Renaud Capuçon fait l'évènement avec son enregistrement des Sonates et Partitas de Bach (DGG). En plein festival de Pâques, Renaud Capuçon a trouvé le temps de s’isoler pour nous confier son témoignage sur cette expérience extraordinaire.
"Ce fut un moment exceptionnel où j’étais seul face à Bach et à Dieu."
Comment s’est développé votre travail sur les sonates et partitas ?
L’interprétation de Bach a beaucoup évolué, des styles différents s’y répondent. Pour ma part, je travaille ces pages pour moi-même depuis des décennies mais étais décidé à ne révéler mon travail qu’une fois que j’aurais trouvé le résultat adéquat. Je souhaitais réaliser un retour à l’essentiel, retrouver au sens noble du terme une vraie authenticité. C’est la musique la plus pure au monde : à ce titre Bach me donne l’impression d’être un kiné de l’âme. Il vous remet en place spirituellement.

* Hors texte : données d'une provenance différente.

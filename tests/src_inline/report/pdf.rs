use super::*;

fn sample_scores() -> ScoreSet {
    ScoreSet {
        clarity: 62,
        impact: 50,
        logic: 53,
        innovation: 100,
        market: 50,
        overall: 61.1,
    }
}

#[test]
fn test_score_table_rows() {
    let rows = score_table_rows(&sample_scores());
    let labels = rows.iter().map(|r| r[0].as_str()).collect::<Vec<_>>();
    assert_eq!(
        labels,
        vec![
            "Metric",
            "Clarity",
            "Impact",
            "Logic",
            "Innovation",
            "Market Potential",
            "Overall"
        ]
    );
    assert_eq!(rows[0][1], "Score");
    assert_eq!(rows[4][1], "100");
    assert_eq!(rows[6][1], "61.1");
}

#[test]
fn test_wrap_line_keeps_words_intact() {
    let lines = wrap_line("alpha beta gamma delta", 11);
    assert_eq!(lines, vec!["alpha beta", "gamma delta"]);
    assert_eq!(wrap_line("", 10), vec![String::new()]);
    assert_eq!(wrap_line("supercalifragilistic", 5), vec!["supercalifragilistic"]);
}

#[test]
fn test_paragraph_lines_preserve_breaks() {
    let lines = paragraph_lines("\nWord Count: 3\n\nOverall Score: 50.0\n");
    assert_eq!(
        lines,
        vec!["", "Word Count: 3", "", "Overall Score: 50.0", ""]
    );
}

#[test]
fn test_write_pdf_report_produces_pdf() {
    let dir = tempfile::tempdir().unwrap();
    let path = dir.path().join("Pitch_Report.pdf");
    let scores = sample_scores();
    write_pdf_report(
        &path,
        &PdfReport {
            scores: &scores,
            timestamp: "2026-01-01 12:00:00.000000",
            report_text: "\nWord Count: 60\n\nOverall Score: 61.1\n",
        },
    )
    .unwrap();
    let bytes = std::fs::read(&path).unwrap();
    assert!(bytes.starts_with(b"%PDF"));
}

#[test]
fn test_write_pdf_report_into_missing_dir_fails() {
    let dir = tempfile::tempdir().unwrap();
    let path = dir.path().join("missing").join("Pitch_Report.pdf");
    let scores = sample_scores();
    let err = write_pdf_report(
        &path,
        &PdfReport {
            scores: &scores,
            timestamp: "now",
            report_text: "",
        },
    )
    .unwrap_err();
    assert!(matches!(err, PitchError::Io { .. }));
}
use std::path::PathBuf;

use thiserror::Error;

/// Failures raised while producing artifacts. `analyze` never lets these
/// escape; they become a degraded outcome carrying the display text.
#[derive(Debug, Error)]
pub enum PitchError {
    #[error("{context}: {source}")]
    Io {
        context: String,
        #[source]
        source: std::io::Error,
    },
    #[error("chart rendering failed for {path}: {message}")]
    Chart { path: PathBuf, message: String },
    #[error("font error: {0}")]
    Font(String),
    #[error("PDF generation failed for {path}: {message}")]
    Pdf { path: PathBuf, message: String },
    #[error(transparent)]
    Json(#[from] serde_json::Error),
}

impl PitchError {
    pub fn io(context: impl Into<String>, source: std::io::Error) -> Self {
        Self::Io {
            context: context.into(),
            source,
        }
    }

    pub fn chart(path: impl Into<PathBuf>, message: impl ToString) -> Self {
        Self::Chart {
            path: path.into(),
            message: message.to_string(),
        }
    }

    pub fn pdf(path: impl Into<PathBuf>, message: impl ToString) -> Self {
        Self::Pdf {
            path: path.into(),
            message: message.to_string(),
        }
    }
}
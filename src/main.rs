mod charts;
mod error;
mod input;
mod logging;
mod model;
mod pipeline;
mod report;

use std::path::PathBuf;

use clap::{ArgAction, Args, Parser, Subcommand};
use thiserror::Error;

use crate::charts::register_chart_font;
use crate::input::samples::SAMPLE_PITCHES;
use crate::input::{InputError, PitchSource, load_pitch};
use crate::model::outcome::reset;
use crate::model::thresholds::ScoringProfile;
use crate::pipeline::{AnalyzeOptions, ArtifactLayout, analyze};

#[derive(Debug, Parser)]
#[command(
    name = "pitchqc",
    version,
    about = "Heuristic startup-pitch scoring with chart and PDF output"
)]
struct Cli {
    /// Increase log verbosity (-v debug, -vv trace).
    #[arg(short, long, action = ArgAction::Count, global = true)]
    verbose: u8,
    /// Only log warnings and errors.
    #[arg(short, long, global = true)]
    quiet: bool,
    #[command(subcommand)]
    command: Command,
}

#[derive(Debug, Subcommand)]
enum Command {
    /// Score a pitch and write bar_chart.png, radar_chart.png and Pitch_Report.pdf.
    Analyze(AnalyzeArgs),
    /// Print the cleared display state.
    Reset {
        #[arg(long)]
        json: bool,
    },
    /// List the built-in example pitches.
    Examples,
}

#[derive(Debug, Args)]
struct AnalyzeArgs {
    /// Pitch text file (plain or .gz); `-` reads stdin.
    #[arg(long, value_name = "PATH")]
    input: Option<PathBuf>,
    /// Pitch text passed inline.
    #[arg(long)]
    text: Option<String>,
    /// Use built-in example pitch N (see `examples`).
    #[arg(long, value_name = "N")]
    example: Option<usize>,
    /// Directory receiving the chart and PDF artifacts.
    #[arg(long, value_name = "DIR", default_value = ".")]
    out: PathBuf,
    /// Write artifacts into a fresh run-* subdirectory instead of overwriting.
    #[arg(long)]
    unique_artifacts: bool,
    /// TrueType font used for chart titles and labels.
    #[arg(long, value_name = "TTF")]
    font: Option<PathBuf>,
    /// Also write summary.json and report.txt next to the artifacts.
    #[arg(long)]
    summary: bool,
    /// Print the display view as JSON instead of the report text.
    #[arg(long)]
    json: bool,
}

#[derive(Debug, Error)]
enum CliError {
    #[error(transparent)]
    Input(#[from] InputError),
    #[error("failed to encode output: {0}")]
    Json(#[from] serde_json::Error),
}

fn main() {
    let cli = Cli::parse();
    logging::init_logging(cli.verbose, cli.quiet);
    if let Err(err) = run(cli.command) {
        eprintln!("{err}");
        std::process::exit(1);
    }
}

fn run(command: Command) -> Result<(), CliError> {
    match command {
        Command::Analyze(args) => run_analyze(args),
        Command::Reset { json } => {
            let view = reset();
            if json {
                println!("{}", serde_json::to_string_pretty(&view)?);
            } else {
                println!("{}", view.report_text);
            }
            Ok(())
        }
        Command::Examples => {
            for (i, pitch) in SAMPLE_PITCHES.iter().enumerate() {
                println!("{}. {}", i + 1, pitch);
            }
            Ok(())
        }
    }
}

fn run_analyze(args: AnalyzeArgs) -> Result<(), CliError> {
    let source = PitchSource::from_parts(args.input.clone(), args.text.clone(), args.example)?;
    let text = load_pitch(&source)?;

    if let Some(font) = &args.font {
        if let Err(err) = register_chart_font(font) {
            tracing::warn!(error = %err, "chart font not loaded");
        }
    }

    let options = build_options(&args);
    let outcome = analyze(&text, &options);
    let view = outcome.view();

    if args.json {
        println!("{}", serde_json::to_string_pretty(&view)?);
    } else {
        println!("{}", view.report_text);
        if let (Some(bar), Some(radar), Some(pdf)) = (&view.bar_chart, &view.radar_chart, &view.pdf)
        {
            println!("Bar chart: {}", bar.display());
            println!("Radar chart: {}", radar.display());
            println!("PDF report: {}", pdf.display());
        }
    }
    Ok(())
}

fn build_options(args: &AnalyzeArgs) -> AnalyzeOptions {
    AnalyzeOptions {
        out_dir: args.out.clone(),
        layout: if args.unique_artifacts {
            ArtifactLayout::PerRun
        } else {
            ArtifactLayout::Shared
        },
        write_summary: args.summary,
        profile: ScoringProfile::default_v1(),
    }
}

#[cfg(test)]
#[path = "../tests/src_inline/main_inline.rs"]
mod tests;
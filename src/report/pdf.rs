use std::fs::File;
use std::io::BufWriter;
use std::path::Path;

use printpdf::path::{PaintMode, WindingOrder};
use printpdf::{
    BuiltinFont, Color, IndirectFontRef, Line, Mm, PdfDocument, PdfLayerReference, Point, Polygon,
    Rgb,
};

use crate::error::PitchError;
use crate::model::scores::{ScoreSet, category_order, format_overall};

pub const REPORT_TITLE: &str = "AI Pitch Evaluation Report";
pub const TABLE_HEADER: [&str; 2] = ["Metric", "Score"];

const PAGE_W: f32 = 210.0;
const PAGE_H: f32 = 297.0;
const MARGIN_TOP: f32 = 25.0;
const SPACER: f32 = 12.7;
const TITLE_SIZE: f32 = 18.0;
const BODY_SIZE: f32 = 10.0;
const BODY_LEADING: f32 = 5.0;
const ROW_H: f32 = 7.0;
const COL_W: [f32; 2] = [45.0, 30.0];
const CELL_PAD: f32 = 2.0;
const WRAP_CHARS: usize = 95;

pub struct PdfReport<'a> {
    pub scores: &'a ScoreSet,
    pub timestamp: &'a str,
    pub report_text: &'a str,
}

/// Header row followed by one row per metric and the overall score.
pub fn score_table_rows(scores: &ScoreSet) -> Vec<[String; 2]> {
    let mut rows = Vec::with_capacity(7);
    rows.push([TABLE_HEADER[0].to_string(), TABLE_HEADER[1].to_string()]);
    for &category in category_order() {
        rows.push([
            category.table_label().to_string(),
            scores.get(category).to_string(),
        ]);
    }
    rows.push(["Overall".to_string(), format_overall(scores.overall)]);
    rows
}

/// Splits report text into printable lines; blank lines are kept as line breaks.
pub fn paragraph_lines(text: &str) -> Vec<String> {
    text.split('\n')
        .flat_map(|line| wrap_line(line, WRAP_CHARS))
        .collect()
}

pub fn wrap_line(line: &str, max_chars: usize) -> Vec<String> {
    let mut out = Vec::new();
    let mut current = String::new();
    for word in line.split_whitespace() {
        let needed = if current.is_empty() {
            word.chars().count()
        } else {
            current.chars().count() + 1 + word.chars().count()
        };
        if needed > max_chars && !current.is_empty() {
            out.push(std::mem::take(&mut current));
        }
        if !current.is_empty() {
            current.push(' ');
        }
        current.push_str(word);
    }
    if !current.is_empty() || out.is_empty() {
        out.push(current);
    }
    out
}

pub fn write_pdf_report(path: &Path, report: &PdfReport<'_>) -> Result<(), PitchError> {
    let (doc, page, layer) = PdfDocument::new(REPORT_TITLE, Mm(PAGE_W), Mm(PAGE_H), "Layer 1");
    let layer = doc.get_page(page).get_layer(layer);
    let regular = doc
        .add_builtin_font(BuiltinFont::Helvetica)
        .map_err(|e| PitchError::pdf(path, e))?;
    let bold = doc
        .add_builtin_font(BuiltinFont::HelveticaBold)
        .map_err(|e| PitchError::pdf(path, e))?;

    let mut y = PAGE_H - MARGIN_TOP;
    let title_x = (PAGE_W - REPORT_TITLE.len() as f32 * TITLE_SIZE * 0.2) / 2.0;
    layer.use_text(REPORT_TITLE, TITLE_SIZE, Mm(title_x), Mm(y), &bold);
    y -= SPACER;

    layer.use_text(
        format!("Date: {}", report.timestamp),
        BODY_SIZE,
        Mm(left_margin()),
        Mm(y),
        &regular,
    );
    y -= SPACER;

    y = draw_score_table(&layer, &score_table_rows(report.scores), y, &regular, &bold);
    y -= SPACER;

    for line in paragraph_lines(report.report_text) {
        if !line.is_empty() {
            layer.use_text(line, BODY_SIZE, Mm(left_margin()), Mm(y), &regular);
        }
        y -= BODY_LEADING;
    }

    let file = File::create(path)
        .map_err(|e| PitchError::io(format!("creating {}", path.display()), e))?;
    doc.save(&mut BufWriter::new(file))
        .map_err(|e| PitchError::pdf(path, e))?;
    Ok(())
}

fn left_margin() -> f32 {
    (PAGE_W - COL_W[0] - COL_W[1]) / 2.0
}

/// Draws the bordered table with a shaded header row; returns the y below it.
fn draw_score_table(
    layer: &PdfLayerReference,
    rows: &[[String; 2]],
    top: f32,
    regular: &IndirectFontRef,
    bold: &IndirectFontRef,
) -> f32 {
    let x0 = left_margin();
    let x1 = x0 + COL_W[0];
    let x2 = x1 + COL_W[1];
    let bottom = top - ROW_H * rows.len() as f32;

    layer.set_fill_color(grey());
    layer.add_polygon(Polygon {
        rings: vec![vec![
            (Point::new(Mm(x0), Mm(top - ROW_H)), false),
            (Point::new(Mm(x2), Mm(top - ROW_H)), false),
            (Point::new(Mm(x2), Mm(top)), false),
            (Point::new(Mm(x0), Mm(top)), false),
        ]],
        mode: PaintMode::Fill,
        winding_order: WindingOrder::NonZero,
    });

    layer.set_fill_color(black());
    for (i, row) in rows.iter().enumerate() {
        let baseline = top - ROW_H * (i as f32 + 1.0) + CELL_PAD;
        let font = if i == 0 { bold } else { regular };
        layer.use_text(row[0].as_str(), BODY_SIZE, Mm(x0 + CELL_PAD), Mm(baseline), font);
        layer.use_text(row[1].as_str(), BODY_SIZE, Mm(x1 + CELL_PAD), Mm(baseline), font);
    }

    layer.set_outline_color(black());
    layer.set_outline_thickness(1.0);
    for i in 0..=rows.len() {
        let y = top - ROW_H * i as f32;
        layer.add_line(segment((x0, y), (x2, y)));
    }
    for x in [x0, x1, x2] {
        layer.add_line(segment((x, top), (x, bottom)));
    }

    bottom
}

fn segment(from: (f32, f32), to: (f32, f32)) -> Line {
    Line {
        points: vec![
            (Point::new(Mm(from.0), Mm(from.1)), false),
            (Point::new(Mm(to.0), Mm(to.1)), false),
        ],
        is_closed: false,
    }
}

fn grey() -> Color {
    Color::Rgb(Rgb::new(0.5, 0.5, 0.5, None))
}

fn black() -> Color {
    Color::Rgb(Rgb::new(0.0, 0.0, 0.0, None))
}

#[cfg(test)]
#[path = "../../tests/src_inline/report/pdf.rs"]
mod tests;
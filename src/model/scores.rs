use serde::Serialize;

#[derive(Debug, Clone, Copy, PartialEq, Eq)]
pub enum Category {
    Clarity,
    Impact,
    Logic,
    Innovation,
    Market,
}

pub fn category_order() -> &'static [Category] {
    &[
        Category::Clarity,
        Category::Impact,
        Category::Logic,
        Category::Innovation,
        Category::Market,
    ]
}

impl Category {
    /// Axis label used by both charts.
    pub fn chart_label(self) -> &'static str {
        match self {
            Category::Clarity => "Clarity",
            Category::Impact => "Impact",
            Category::Logic => "Logic",
            Category::Innovation => "Innovation",
            Category::Market => "Market",
        }
    }

    /// Row label used in the PDF score table.
    pub fn table_label(self) -> &'static str {
        match self {
            Category::Market => "Market Potential",
            other => other.chart_label(),
        }
    }
}

/// The five bounded sub-scores plus their weighted aggregate.
#[derive(Debug, Clone, Copy, PartialEq, Serialize)]
pub struct ScoreSet {
    pub clarity: u32,
    pub impact: u32,
    pub logic: u32,
    pub innovation: u32,
    pub market: u32,
    pub overall: f64,
}

impl ScoreSet {
    pub fn get(&self, category: Category) -> u32 {
        match category {
            Category::Clarity => self.clarity,
            Category::Impact => self.impact,
            Category::Logic => self.logic,
            Category::Innovation => self.innovation,
            Category::Market => self.market,
        }
    }

    /// Sub-scores in `category_order()`.
    pub fn as_array(&self) -> [u32; 5] {
        [
            self.clarity,
            self.impact,
            self.logic,
            self.innovation,
            self.market,
        ]
    }
}

pub fn round2(x: f64) -> f64 {
    (x * 100.0).round() / 100.0
}

/// Formats a score with at least one fractional digit: `100.0`, `61.1`, `62.25`.
pub fn format_overall(v: f64) -> String {
    if v.fract() == 0.0 {
        format!("{:.1}", v)
    } else {
        format!("{}", v)
    }
}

Votre vision actuelle reflète des expériences très variées
Cet enregistrement est la synthèse des expériences accumulées : nous avons joué les Concertos Brandebourgeois avec l’orchestre de Lausanne, j’ai écouté ici à Aix toutes les Passions qu’on a données, avec une diversité de style étonnante.
Mon expérience de direction m’a aidé à m’élever au-dessus des contraintes techniques de l’instrument. Je pouvais atteindre une sorte de hauteur de vue face aux aspérités du discours qui me permet de prendre de la distance. Je voulais retrouver une pureté absolue comme celle de l’eau qui sort de la roche dans mes montagnes de Savoie.
J’ai attendu, accumulant les expériences mais depuis 5 à 6 ans, je sens que je sais ce que je veux faire. J’avais besoin de ressentir une sérénité intérieure pour être capable de me sentir réellement libre. Encore fallait-il sauter le pas vers l’enregistrement. J’ai joué une fois ces pages sur deux violons différents comme pour vivre un moment intime. Je recherchais un certain type de balance que je n’aurais pas trouver sans mon expérience de direction.